- Coordinates: 39°49′37.39″N 87°5′16.48″W﻿ / ﻿39.8270528°N 87.0879111°W
- Crossed: South Fork Little Raccoon Creek
- Locale: Parke, Indiana, United States
- Official name: Moore Covered Bridge
- Named for: The Moore Farm

Characteristics
- Total length: 81 ft (25 m)65ft +8ft overhangs on each end
- Width: 16 ft (4.9 m)

History
- Constructed by: Britton, J.A.
- Built: 1909
- Destroyed: 1957 Flood

Location
- Interactive map of Moore Covered Bridge

= Moore Covered Bridge =

The Moore Covered Bridge was a bridge northeast of Judson, Indiana. The single-span Burr Arch covered bridge structure was built by Joseph A. Britton in 1909 and destroyed by a flood in 1957.

==History==
===Construction===
Joseph A. Britton built this bridge the same year that he built the Phillips Covered Bridge. The location listed is an estimate of where the bridge was actually located.
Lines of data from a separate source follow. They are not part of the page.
//! The pluggable record transformation a stage applies.
//!
//! A stage holds a transform by composition; it never is one.

use std::fmt::Debug;

/// A synchronous transformation from one input record to zero or more
/// output records.
///
/// Implementations must not block. Errors are fatal to the worker run.
pub trait Transform<I, O>: Send + Sync {
    /// Transforms `input`, appending produced records to `outputs`.
    fn apply(&self, input: &I, outputs: &mut Vec<O>) -> anyhow::Result<()>;

    /// Returns a short name for diagnostics.
    fn name(&self) -> &str {
        "transform"
    }
}

/// A function-based transform.
pub struct FnTransform<F> {
    name: String,
    func: F,
}

impl<F> FnTransform<F> {
    /// Creates a new function-based transform.
    pub fn new(name: impl Into<String>, func: F) -> Self {
        Self {
            name: name.into(),
            func,
        }
    }
}

impl<F> Debug for FnTransform<F> {
    fn fmt(&self, f: &mut std::fmt::Formatter<'_>) -> std::fmt::Result {
        f.debug_struct("FnTransform")
            .field("name", &self.name)
            .finish()
    }
}

impl<I, O, F> Transform<I, O> for FnTransform<F>
where
    F: Fn(&I, &mut Vec<O>) -> anyhow::Result<()> + Send + Sync,
{
    fn apply(&self, input: &I, outputs: &mut Vec<O>) -> anyhow::Result<()> {
        (self.func)(input, outputs)
    }

    fn name(&self) -> &str {
        &self.name
    }
}

/// Creates a transform that maps each input to exactly one output.
pub fn map_transform<I, O, F>(name: impl Into<String>, func: F) -> impl Transform<I, O>
where
    F: Fn(&I) -> O + Send + Sync,
{
    FnTransform::new(name, move |input: &I, outputs: &mut Vec<O>| -> anyhow::Result<()> {
        outputs.push(func(input));
        Ok(())
    })
}
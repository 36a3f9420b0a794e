//! Operational events emitted by stages.
//!
//! Events complement the `tracing` output with structured records that an
//! embedding process (or a test) can consume directly.

mod sink;

pub use sink::{CollectingEventSink, EventSink, LoggingEventSink, NoOpEventSink};

/// Queues bound during configure.
pub const STAGE_CONFIGURED: &str = "stage.configured";
/// Worker started.
pub const STAGE_STARTED: &str = "stage.started";
/// Worker stopped and joined.
pub const STAGE_STOPPED: &str = "stage.stopped";
/// Worker terminated on a fatal error.
pub const STAGE_FAILED: &str = "stage.failed";
/// A push attempt timed out and will be retried.
pub const PUSH_TIMEOUT: &str = "queue.push_timeout";
/// Final counts of a worker run.
pub const WORKER_SUMMARY: &str = "worker.summary";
It appears from comparing modern satellite photos to an old Parke County Atlas the location of the bridge may be flooded by a lake now.

===Destruction===
In 1957, when this bridge and the Weisner Covered Bridge were both destroyed in the same flood, the idea for a Parke County Covered Bridge Festival was born.